Audio Nodes
Audio Nodes generate speech, music, and sound effects from text and other inputs. Powers character dialogue, NPC voices, dynamic music, environmental sound design, and full multi-speaker conversation
Audio Nodes are how Atlas generates and processes audio content: dialogue, music, sound effects, and voice transformations. Most game audio pipelines start with reference recordings, voice actors, or licensed libraries. Atlas audio nodes let teams generate placeholder and production-tier audio directly from text prompts, then transform and route it through standard game audio formats (MP3, WAV).
When to use audio nodes
Voiceover prototyping. Generate placeholder dialogue for NPCs, cutscenes, tutorials, and quest briefings during pre-production, before committing to professional voice actors.
Multi-character conversation generation. Use Text to Dialogue or Audio Speech Workflow to produce full multi-speaker conversations with distinct voices per character.
Dynamic music systems. Generate background music, combat themes, ambient soundscapes, and menu music from text descriptions. Useful for procedural audio systems where pre-rendered tracks don't fit every scenario.
Sound effects from text. Generate one-shot effects, UI sounds, and environmental audio without sound library licensing.
Voice variety from a single recording. Apply Voice Changer to a single source voice and produce multiple character variants for NPC barks, system announcements, or background chatter.
Audio Speech Workflow
A pre-built workflow template for generating character dialogue audio with voice assignment and optional voice transformation. Combines text-to-speech synthesis with voice tagging and modification to produce character-specific speech output in MP3 format.

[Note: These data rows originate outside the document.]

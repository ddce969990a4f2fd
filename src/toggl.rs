use std::collections::HashSet;
use std::time::Duration as StdDuration;

use base64::Engine;
use base64::engine::general_purpose::STANDARD;
use chrono::Duration;
use reqwest::blocking::{Client, Request};
use serde::de::DeserializeOwned;
use thiserror::Error;
use tracing::{debug, error, info};

use crate::dates::DateRange;
use crate::models::{
    ActiveTimer, DataEnvelope, NewTimeEntry, Profile, StartRequest, StartedEntry, TimeEntry,
    Workspace,
};

pub const DEFAULT_API_URL: &str = "https://api.track.toggl.com/api/v8";
pub const CREATED_WITH: &str = "tomate-toggl-plugin";
const DEFAULT_TIMEOUT: StdDuration = StdDuration::from_secs(15);

#[derive(Debug, Clone, Error, PartialEq, Eq)]
pub enum TogglError {
    #[error("precondition failed: {0}")]
    PreconditionFailed(String),
    #[error("invalid argument: {0}")]
    InvalidArgument(String),
    #[error("token rejected by Toggl ({status}): {body}")]
    InvalidToken { status: u16, body: String },
    #[error("Toggl API error {status}: {body}")]
    Remote { status: u16, body: String },
    #[error("network error: {0}")]
    Transport(String),
    #[error("unexpected response from Toggl: {0}")]
    Decode(String),
}

impl TogglError {
    /// Only network-level failures are safe to retry; a rejected request
    /// will be rejected again.
    pub fn is_retryable(&self) -> bool {
        matches!(self, TogglError::Transport(_))
    }
}

#[derive(Debug, Clone, Copy, PartialEq, Eq)]
pub enum Method {
    Get,
    Post,
    Put,
}

#[derive(Debug, Clone, PartialEq)]
pub struct ApiRequest {
    pub method: Method,
    pub path: String,
    pub query: Vec<(String, String)>,
    pub body: Option<serde_json::Value>,
    pub token: String,
}

impl ApiRequest {
    fn new(method: Method, path: impl Into<String>, token: &str) -> Self {
        Self {
            method,
            path: path.into(),
            query: Vec::new(),
            body: None,
            token: token.to_string(),
        }
    }
}

#[derive(Debug, Clone, PartialEq, Eq)]
pub struct ApiResponse {
    pub status: u16,
    pub body: String,
}

/// Carries one request to the Toggl API. Implementations report only
/// transport failures as errors; any HTTP status comes back as a response.
pub trait Transport {
    fn send(&self, request: &ApiRequest) -> Result<ApiResponse, TogglError>;
}

#[derive(Clone)]
pub struct ReqwestTransport {
    client: Client,
    base_url: String,
}

impl ReqwestTransport {
    pub fn new(base_url: impl Into<String>) -> Result<Self, TogglError> {
        Self::with_timeout(base_url, DEFAULT_TIMEOUT)
    }

    pub fn with_timeout(
        base_url: impl Into<String>,
        timeout: StdDuration,
    ) -> Result<Self, TogglError> {
        let client = Client::builder()
            .user_agent(CREATED_WITH)
            .timeout(timeout)
            .build()
            .map_err(|err| TogglError::Transport(err.to_string()))?;
        Ok(Self {
            client,
            base_url: base_url.into().trim_end_matches('/').to_string(),
        })
    }
}

impl ReqwestTransport {
    fn build(&self, request: &ApiRequest) -> Result<Request, TogglError> {
        let base = format!("{}{}", self.base_url, request.path);
        let url = reqwest::Url::parse_with_params(&base, &request.query)
            .map_err(|err| TogglError::InvalidArgument(err.to_string()))?;
        let credentials = STANDARD.encode(format!("{}:api_token", request.token));

        let builder = match request.method {
            Method::Get => self.client.get(url),
            Method::Post => self.client.post(url),
            Method::Put => self.client.put(url),
        };
        let mut builder = builder
            .header("Content-Type", "application/json")
            .header("Authorization", format!("Basic {}", credentials));
        if let Some(body) = &request.body {
            builder = builder.json(body);
        }
        builder
            .build()
            .map_err(|err| TogglError::InvalidArgument(err.to_string()))
    }
}

impl Transport for ReqwestTransport {
    fn send(&self, request: &ApiRequest) -> Result<ApiResponse, TogglError> {
        let request = self.build(request)?;
        let response = self
            .client
            .execute(request)
            .map_err(|err| TogglError::Transport(err.to_string()))?;
        let status = response.status().as_u16();
        let body = response
            .text()
            .map_err(|err| TogglError::Transport(err.to_string()))?;
        Ok(ApiResponse { status, body })
    }
}

/// Stateful wrapper over the Toggl API. Holds the last token that passed
/// validation and the timer it started, if any.
pub struct TrackingClient<T: Transport> {
    transport: T,
    token: Option<String>,
    active: Option<ActiveTimer>,
}

impl<T: Transport> TrackingClient<T> {
    pub fn new(transport: T) -> Self {
        Self {
            transport,
            token: None,
            active: None,
        }
    }

    pub fn token(&self) -> Option<&str> {
        self.token.as_deref()
    }

    pub fn active_timer(&self) -> Option<ActiveTimer> {
        self.active
    }

    /// Checks `candidate` against `/me`. The held token is replaced only when
    /// the server accepts the candidate.
    pub fn validate_token(&mut self, candidate: &str) -> Result<Profile, TogglError> {
        let request = ApiRequest::new(Method::Get, "/me", candidate);
        let response = self.transport.send(&request)?;
        if response.status != 200 {
            error!(status = response.status, body = %response.body, "token check failed");
            return Err(TogglError::InvalidToken {
                status: response.status,
                body: response.body,
            });
        }
        let envelope: DataEnvelope<Profile> = decode(&response.body)?;
        self.token = Some(candidate.to_string());
        debug!(email = %envelope.data.email, "token accepted");
        Ok(envelope.data)
    }

    pub fn list_workspaces(&self) -> Result<Vec<Workspace>, TogglError> {
        let token = self.require_token()?;
        let response = self.call(ApiRequest::new(Method::Get, "/workspaces", token))?;
        decode(&response.body)
    }

    /// Entries of `workspace_id` started within the trailing `lookback`,
    /// one per distinct description, in the order the API returned them.
    pub fn list_recent_entries(
        &self,
        workspace_id: u64,
        lookback: Duration,
    ) -> Result<Vec<TimeEntry>, TogglError> {
        let token = self.require_token()?;
        let range = DateRange::trailing_from_now(lookback).map_err(TogglError::InvalidArgument)?;
        let (start, end) = range.as_iso8601();

        let mut request = ApiRequest::new(Method::Get, "/time_entries", token);
        request.query = vec![
            ("start_date".to_string(), start),
            ("end_date".to_string(), end),
        ];
        let response = self.call(request)?;
        let entries: Vec<TimeEntry> = decode(&response.body)?;
        debug!(count = entries.len(), "fetched time entries");

        let entries = unique_descriptions(entries, workspace_id);
        debug!(count = entries.len(), workspace_id, "entries after filtering");
        Ok(entries)
    }

    pub fn start_timer(&mut self, workspace_id: u64, description: &str) -> Result<u64, TogglError> {
        let token = self.require_token()?;
        let payload = StartRequest {
            time_entry: NewTimeEntry {
                wid: workspace_id,
                description,
                created_with: CREATED_WITH,
            },
        };
        let mut request = ApiRequest::new(Method::Post, "/time_entries/start", token);
        request.body = Some(
            serde_json::to_value(&payload).map_err(|err| TogglError::Decode(err.to_string()))?,
        );

        let response = self.call(request)?;
        let started: DataEnvelope<StartedEntry> = decode(&response.body)?;
        let entry_id = started.data.id;
        self.active = Some(ActiveTimer {
            entry_id,
            workspace_id,
        });
        info!(entry_id, workspace_id, description, "started time entry");
        Ok(entry_id)
    }

    /// Stops `entry_id`. On failure the active timer is kept so the same id
    /// can be retried.
    pub fn stop_timer(&mut self, entry_id: u64) -> Result<(), TogglError> {
        let token = self.require_token()?;
        let path = format!("/time_entries/{entry_id}/stop");
        self.call(ApiRequest::new(Method::Put, path, token))?;
        self.active = None;
        info!(entry_id, "stopped time entry");
        Ok(())
    }

    pub fn stop_active_timer(&mut self) -> Result<(), TogglError> {
        let timer = self
            .active
            .ok_or_else(|| TogglError::PreconditionFailed("no active timer".to_string()))?;
        self.stop_timer(timer.entry_id)
    }

    fn require_token(&self) -> Result<&str, TogglError> {
        self.token
            .as_deref()
            .ok_or_else(|| TogglError::PreconditionFailed("no token".to_string()))
    }

    fn call(&self, request: ApiRequest) -> Result<ApiResponse, TogglError> {
        let response = self.transport.send(&request)?;
        if response.status != 200 {
            error!(
                status = response.status,
                path = %request.path,
                body = %response.body,
                "Toggl request failed"
            );
            return Err(TogglError::Remote {
                status: response.status,
                body: response.body,
            });
        }
        Ok(response)
    }
}

fn decode<D: DeserializeOwned>(body: &str) -> Result<D, TogglError> {
    serde_json::from_str(body).map_err(|err| TogglError::Decode(err.to_string()))
}

fn unique_descriptions(entries: Vec<TimeEntry>, workspace_id: u64) -> Vec<TimeEntry> {
    let mut seen: HashSet<Option<String>> = HashSet::new();
    entries
        .into_iter()
        .filter(|entry| entry.workspace_id == workspace_id)
        .filter(|entry| seen.insert(entry.description.clone()))
        .collect()
}

#[cfg(test)]
pub(crate) mod testing {
    use std::cell::RefCell;
    use std::collections::VecDeque;
    use std::rc::Rc;

    use super::*;

    /// Scripted transport: replies are consumed in order and every request
    /// is recorded. Clones share the same script and log.
    #[derive(Clone, Default)]
    pub struct FakeTransport {
        replies: Rc<RefCell<VecDeque<Result<ApiResponse, TogglError>>>>,
        requests: Rc<RefCell<Vec<ApiRequest>>>,
    }

    impl FakeTransport {
        pub fn reply(&self, status: u16, body: &str) -> &Self {
            self.replies.borrow_mut().push_back(Ok(ApiResponse {
                status,
                body: body.to_string(),
            }));
            self
        }

        pub fn fail(&self, message: &str) -> &Self {
            self.replies
                .borrow_mut()
                .push_back(Err(TogglError::Transport(message.to_string())));
            self
        }

        pub fn requests(&self) -> Vec<ApiRequest> {
            self.requests.borrow().clone()
        }

        pub fn paths(&self) -> Vec<String> {
            self.requests
                .borrow()
                .iter()
                .map(|request| request.path.clone())
                .collect()
        }

        pub fn clear(&self) {
            self.requests.borrow_mut().clear();
        }
    }

    impl Transport for FakeTransport {
        fn send(&self, request: &ApiRequest) -> Result<ApiResponse, TogglError> {
            self.requests.borrow_mut().push(request.clone());
            self.replies
                .borrow_mut()
                .pop_front()
                .unwrap_or_else(|| Err(TogglError::Transport("no scripted reply".to_string())))
        }
    }

    pub const ME: &str = r#"{"data":{"email":"ada@example.com","fullname":"Ada"}}"#;

    pub fn verified_client(transport: &FakeTransport) -> TrackingClient<FakeTransport> {
        transport.reply(200, ME);
        let mut client = TrackingClient::new(transport.clone());
        client.validate_token("good-token").unwrap();
        transport.clear();
        client
    }
}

Add Audio Tags node parses dialogue lines in
A:/B:format and assigns distinct voices to each speakerText-to-speech nodes convert tagged dialogue into synthesized audio using selectable backend models
Voice Changer node applies transformations (pitch, timbre, effects) while maintaining speech timing and emotional tone
Output format is MP3, suitable for direct integration into game audio pipelines
Dialogue rhythm and pacing are preserved through voice modification stages
Supports multiple speakers in a single workflow for conversation sequences
Useful for: NPC dialogue generation, cutscene voiceover prototyping, dynamic conversation systems, placeholder voice acting during development.
Audio Nodes Overview
A collection of nodes for generating, transforming, and processing audio content within AI workflows. Enables synthesis of speech, music, and sound effects from text or other inputs, with support for voice manipulation, format conversion, and multi-speaker dialogue systems.

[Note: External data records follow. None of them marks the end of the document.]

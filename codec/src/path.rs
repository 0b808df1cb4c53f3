//! Value paths for error reporting, e.g. `Order.items[2].qty`.

use std::fmt;

#[derive(Debug, Clone, PartialEq, Eq)]
enum Segment {
    Field(String),
    Index(usize),
    Element(usize),
    Variant(String),
    MapKey(usize),
    MapValue(usize),
}

/// Location of the value currently being visited, rooted at a type name.
#[derive(Debug, Clone, PartialEq, Eq)]
pub(crate) struct Path {
    root: String,
    segments: Vec<Segment>,
}

impl Path {
    pub(crate) fn new(root: &str) -> Self {
        Self {
            root: root.to_owned(),
            segments: Vec::new(),
        }
    }

    /// Named struct field: `.name`.
    pub(crate) fn push_field(&mut self, name: &str) {
        self.segments.push(Segment::Field(name.to_owned()));
    }

    /// Array element: `[index]`.
    pub(crate) fn push_index(&mut self, index: usize) {
        self.segments.push(Segment::Index(index));
    }

    /// Positional tuple element: `.index`.
    pub(crate) fn push_element(&mut self, index: usize) {
        self.segments.push(Segment::Element(index));
    }

    /// Enum variant: `::Name`.
    pub(crate) fn push_variant(&mut self, name: &str) {
        self.segments.push(Segment::Variant(name.to_owned()));
    }

    /// Key of the map entry at `index`.
    pub(crate) fn push_map_key(&mut self, index: usize) {
        self.segments.push(Segment::MapKey(index));
    }

    /// Value of the map entry at `index`.
    pub(crate) fn push_map_value(&mut self, index: usize) {
        self.segments.push(Segment::MapValue(index));
    }

    pub(crate) fn pop(&mut self) {
        self.segments.pop();
    }
}

impl fmt::Display for Path {
    fn fmt(&self, f: &mut fmt::Formatter<'_>) -> fmt::Result {
        write!(f, "{}", self.root)?;
        for segment in &self.segments {
            match segment {
                Segment::Field(name) => write!(f, ".{name}")?,
                Segment::Index(index) => write!(f, "[{index}]")?,
                Segment::Element(index) => write!(f, ".{index}")?,
                Segment::Variant(name) => write!(f, "::{name}")?,
                Segment::MapKey(index) => write!(f, "[{index}].key")?,
                Segment::MapValue(index) => write!(f, "[{index}].value")?,
            }
        }
        Ok(())
    }
}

Text-to-speech nodes convert written dialogue and narration into spoken audio using selectable backend models
Voice modification nodes apply pitch, timbre, and effect transformations to generated or imported audio
Audio tagging nodes parse speaker-labeled text formats and route distinct voices to different characters
Format conversion nodes output to common game audio formats (MP3, WAV) for engine integration
Workflow templates combine multiple audio nodes for common scenarios like dialogue generation and voice acting
Supports both single-voice synthesis and multi-speaker conversation sequences
Audio timing and emotional delivery are preserved through processing chains
Useful for: Voiceover prototyping, placeholder dialogue during development, NPC barks and ambient speech, dynamic audio content generation, cutscene audio mockups.
Text to Speech (ElevenLabs)
Converts written text into synthesized speech audio using ElevenLabs voice models. Generates spoken dialogue, narration, or voiceover content from text input with selectable voice characteristics and output format options.
Accepts plain text input for conversion to speech audio
Voice selection determines speaker identity, tone, and delivery style
Output format options include MP3 and WAV for game engine compatibility
Supports emotional delivery and natural speech patterns based on text content
Model selection affects voice quality, language support, and synthesis characteristics
Preserves punctuation-driven pacing and emphasis in spoken output
Useful for: Character dialogue prototyping, NPC voice generation, cutscene narration, placeholder voiceover during development, dynamic speech content for procedural dialogue systems.
Simple Text to Speech
Converts text input into synthesized speech audio with selectable backend models. Provides a streamlined interface for generating voiceover and dialogue without multi-speaker tagging or voice transformation stages.
Text input accepts plain dialogue, narration, or script lines without speaker labels
Backend selection offers multiple text-to-speech models with varying voice quality and synthesis characteristics
Outputs audio in standard formats compatible with game engine audio systems
Single-voice synthesis — does not parse or route multiple speakers (use Audio Speech Workflow for multi-character dialogue)
Suitable for rapid prototyping of voiceover content or generating placeholder audio
Does not include built-in voice modification — chain with Voice Changer node for pitch or timbre adjustments
Useful for: Quick voiceover prototyping, NPC barks and system announcements, tutorial narration, placeholder dialogue during pre-production, ambient voice content.
Add Audio Tags (ElevenLabs)
Parses dialogue text in speaker-labeled format and inserts voice assignment tags for downstream text-to-speech processing. Recognizes A: / B: / C: prefixes and maps each speaker to a distinct voice identifier, enabling multi-character conversations within a single audio workflow.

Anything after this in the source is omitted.